The records are to be repeated in full. Every line must match.

START Data to use

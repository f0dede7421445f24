//! Embedding provider interface, an OpenAI-compatible HTTP implementation and
//! cosine similarity.

use crate::error::{CitationError, Result};

use async_trait::async_trait;
use reqwest::Client;
use serde::{Deserialize, Serialize};
use std::time::Duration;

pub const DEFAULT_EMBEDDING_URL: &str = "https://api.openai.com/v1/embeddings";
pub const DEFAULT_EMBEDDING_MODEL: &str = "text-embedding-3-small";

/// Turns texts into fixed-dimension vectors comparable across calls.
#[async_trait]
pub trait EmbeddingProvider: Send + Sync {
    /// One vector per input, in input order.
    async fn embed(&self, texts: &[String]) -> Result<Vec<Vec<f32>>>;
}

/// Embedding service speaking the OpenAI `/v1/embeddings` protocol.
pub struct HttpEmbeddingProvider {
    client: Client,
    url: String,
    api_key: Option<String>,
    model: String,
}

#[derive(Debug, Serialize)]
struct EmbeddingRequest<'a> {
    model: &'a str,
    input: &'a [String],
}

#[derive(Debug, Deserialize)]
struct EmbeddingResponse {
    data: Vec<EmbeddingData>,
}

#[derive(Debug, Deserialize)]
struct EmbeddingData {
    #[serde(default)]
    index: Option<usize>,
    embedding: Vec<f32>,
}

impl HttpEmbeddingProvider {
    pub fn new(url: impl Into<String>, api_key: Option<String>, model: impl Into<String>) -> Self {
        let client = Client::builder()
            .timeout(Duration::from_secs(30))
            .build()
            .unwrap_or_else(|_| Client::new());
        Self {
            client,
            url: url.into(),
            api_key,
            model: model.into(),
        }
    }
}

#[async_trait]
impl EmbeddingProvider for HttpEmbeddingProvider {
    async fn embed(&self, texts: &[String]) -> Result<Vec<Vec<f32>>> {
        if texts.is_empty() {
            return Ok(Vec::new());
        }

        let mut request = self.client.post(&self.url).json(&EmbeddingRequest {
            model: &self.model,
            input: texts,
        });
        if let Some(key) = &self.api_key {
            request = request.bearer_auth(key);
        }

        let response = request
            .send()
            .await
            .map_err(|e| CitationError::embedding(e.to_string()))?;

        if !response.status().is_success() {
            let status = response.status();
            let body = response.text().await.unwrap_or_default();
            return Err(CitationError::embedding(format!("API error {}: {}", status, body)));
        }

        let parsed: EmbeddingResponse = response
            .json()
            .await
            .map_err(|e| CitationError::embedding(e.to_string()))?;

        let mut data = parsed.data;
        if data.len() != texts.len() {
            return Err(CitationError::embedding(format!(
                "expected {} embeddings, got {}",
                texts.len(),
                data.len()
            )));
        }
        if data.iter().all(|d| d.index.is_some()) {
            data.sort_by_key(|d| d.index);
        }
        Ok(data.into_iter().map(|d| d.embedding).collect())
    }
}

/// Cosine similarity of two vectors. Zero vectors and dimension mismatches
/// score 0.
pub fn cosine_similarity(a: &[f32], b: &[f32]) -> f64 {
    if a.len() != b.len() || a.is_empty() {
        return 0.0;
    }
    let (mut dot, mut norm_a, mut norm_b) = (0.0f64, 0.0f64, 0.0f64);
    for (x, y) in a.iter().zip(b) {
        let (x, y) = (*x as f64, *y as f64);
        dot += x * y;
        norm_a += x * x;
        norm_b += y * y;
    }
    if norm_a == 0.0 || norm_b == 0.0 {
        return 0.0;
    }
    dot / (norm_a.sqrt() * norm_b.sqrt())
}

#[cfg(test)]
mod tests {
    use super::*;

    #[test]
    fn test_cosine_identical_and_orthogonal() {
        assert!((cosine_similarity(&[1.0, 2.0, 3.0], &[1.0, 2.0, 3.0]) - 1.0).abs() < 1e-9);
        assert_eq!(cosine_similarity(&[1.0, 0.0], &[0.0, 1.0]), 0.0);
        assert!((cosine_similarity(&[1.0, 0.0], &[-1.0, 0.0]) + 1.0).abs() < 1e-9);
    }

    #[test]
    fn test_cosine_degenerate_inputs() {
        assert_eq!(cosine_similarity(&[0.0, 0.0], &[1.0, 1.0]), 0.0);
        assert_eq!(cosine_similarity(&[1.0], &[1.0, 1.0]), 0.0);
        assert_eq!(cosine_similarity(&[], &[]), 0.0);
    }

    #[tokio::test]
    async fn test_empty_batch_needs_no_request() {
        let provider = HttpEmbeddingProvider::new("http://127.0.0.1:9/unused", None, DEFAULT_EMBEDDING_MODEL);
        assert!(provider.embed(&[]).await.unwrap().is_empty());
    }

    #[tokio::test]
    #[ignore] // Requires API key
    async fn test_generate_embeddings() {
        let api_key = std::env::var("EMBEDDING_API_KEY").expect("EMBEDDING_API_KEY not set");
        let provider = HttpEmbeddingProvider::new(DEFAULT_EMBEDDING_URL, Some(api_key), DEFAULT_EMBEDDING_MODEL);
        let vectors = provider
            .embed(&["self-attention".to_string(), "protein folding".to_string()])
            .await
            .expect("Failed to generate embeddings");
        assert_eq!(vectors.len(), 2);
        assert_eq!(vectors[0].len(), vectors[1].len());
    }
}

END Data to use

• _Written response_
repository f0dede7421445f24
//! Embedding provider interface, an OpenAI-compatible HTTP implementation and
//! cosine similarity.

use crate::error::{CitationError, Result};

use async_trait::async_trait;
use reqwest::Client;
use serde::{Deserialize, Serialize};
use std::time::Duration;

pub const DEFAULT_EMBEDDING_URL: &str = "https://api.openai.com/v1/embeddings";
pub const DEFAULT_EMBEDDING_MODEL: &str = "text-embedding-3-small";

/// Turns texts into fixed-dimension vectors comparable across calls.
#[async_trait]
pub trait EmbeddingProvider: Send + Sync {
    /// One vector per input, in input order.
    async fn embed(&self, texts: &[String]) -> Result<Vec<Vec<f32>>>;
}

/// Embedding service speaking the OpenAI `/v1/embeddings` protocol.
pub struct HttpEmbeddingProvider {
    client: Client,
    url: String,
    api_key: Option<String>,
    model: String,
}

#[derive(Debug, Serialize)]
struct EmbeddingRequest<'a> {
    model: &'a str,
    input: &'a [String],
}

#[derive(Debug, Deserialize)]
struct EmbeddingResponse {
    data: Vec<EmbeddingData>,
}

#[derive(Debug, Deserialize)]
struct EmbeddingData {
    #[serde(default)]
    index: Option<usize>,
    embedding: Vec<f32>,
}

impl HttpEmbeddingProvider {
    pub fn new(url: impl Into<String>, api_key: Option<String>, model: impl Into<String>) -> Self {
        let client = Client::builder()
            .timeout(Duration::from_secs(30))
            .build()
            .unwrap_or_else(|_| Client::new());
        Self {
            client,
            url: url.into(),
            api_key,
            model: model.into(),
        }
    }
}

#[async_trait]
impl EmbeddingProvider for HttpEmbeddingProvider {
    async fn embed(&self, texts: &[String]) -> Result<Vec<Vec<f32>>> {
        if texts.is_empty() {
            return Ok(Vec::new());
        }

        let mut request = self.client.post(&self.url).json(&EmbeddingRequest {
            model: &self.model,
            input: texts,
        });
        if let Some(key) = &self.api_key {
            request = request.bearer_auth(key);
        }

        let response = request
            .send()
            .await
            .map_err(|e| CitationError::embedding(e.to_string()))?;

        if !response.status().is_success() {
            let status = response.status();
            let body = response.text().await.unwrap_or_default();
            return Err(CitationError::embedding(format!("API error {}: {}", status, body)));
        }

        let parsed: EmbeddingResponse = response
            .json()
            .await
            .map_err(|e| CitationError::embedding(e.to_string()))?;

        let mut data = parsed.data;
        if data.len() != texts.len() {
            return Err(CitationError::embedding(format!(
                "expected {} embeddings, got {}",
                texts.len(),
                data.len()
            )));
        }
        if data.iter().all(|d| d.index.is_some()) {
            data.sort_by_key(|d| d.index);
        }
        Ok(data.into_iter().map(|d| d.embedding).collect())
    }
}

/// Cosine similarity of two vectors. Zero vectors and dimension mismatches
/// score 0.
pub fn cosine_similarity(a: &[f32], b: &[f32]) -> f64 {
    if a.len() != b.len() || a.is_empty() {
        return 0.0;
    }
    let (mut dot, mut norm_a, mut norm_b) = (0.0f64, 0.0f64, 0.0f64);
    for (x, y) in a.iter().zip(b) {
        let (x, y) = (*x as f64, *y as f64);
        dot += x * y;
        norm_a += x * x;
        norm_b += y * y;
    }
    if norm_a == 0.0 || norm_b == 0.0 {
        return 0.0;
    }
    dot / (norm_a.sqrt() * norm_b.sqrt())
}

#[cfg(test)]
mod tests {
    use super::*;

    #[test]
    fn test_cosine_identical_and_orthogonal() {
        assert!((cosine_similarity(&[1.0, 2.0, 3.0], &[1.0, 2.0, 3.0]) - 1.0).abs() < 1e-9);
        assert_eq!(cosine_similarity(&[1.0, 0.0], &[0.0, 1.0]), 0.0);
        assert!((cosine_similarity(&[1.0, 0.0], &[-1.0, 0.0]) + 1.0).abs() < 1e-9);
    }

    #[test]
    fn test_cosine_degenerate_inputs() {
        assert_eq!(cosine_similarity(&[0.0, 0.0], &[1.0, 1.0]), 0.0);
        assert_eq!(cosine_similarity(&[1.0], &[1.0, 1.0]), 0.0);
        assert_eq!(cosine_similarity(&[], &[]), 0.0);
    }

    #[tokio::test]
    async fn test_empty_batch_needs_no_request() {
        let provider = HttpEmbeddingProvider::new("http://127.0.0.1:9/unused", None, DEFAULT_EMBEDDING_MODEL);
        assert!(provider.embed(&[]).await.unwrap().is_empty());
    }

    #[tokio::test]
    #[ignore] // Requires API key
    async fn test_generate_embeddings() {
        let api_key = std::env::var("EMBEDDING_API_KEY").expect("EMBEDDING_API_KEY not set");
        let provider = HttpEmbeddingProvider::new(DEFAULT_EMBEDDING_URL, Some(api_key), DEFAULT_EMBEDDING_MODEL);
        let vectors = provider
            .embed(&["self-attention".to_string(), "protein folding".to_string()])
            .await
            .expect("Failed to generate embeddings");
        assert_eq!(vectors.len(), 2);
        assert_eq!(vectors[0].len(), vectors[1].len());
    }
}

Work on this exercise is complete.